The records below should be printed once more, exactly as they appear.
──────────────────────────────
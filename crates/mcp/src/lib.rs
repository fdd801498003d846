// MCP (Model Context Protocol) servers exposing mcphub's adapters as tools
// Served over stdio for desktop clients or HTTP for remote ones

pub mod profiles;
pub mod protocol;
pub mod server;
pub mod tools;

pub use profiles::Profile;
pub use server::McpServer;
──────────────────────────────
Output for this task:
filename crates/mcp/src/lib.rs
repository fdd801498003d846
// MCP (Model Context Protocol) servers exposing mcphub's adapters as tools
// Served over stdio for desktop clients or HTTP for remote ones

pub mod profiles;
pub mod protocol;
pub mod server;
pub mod tools;

pub use profiles::Profile;
pub use server::McpServer;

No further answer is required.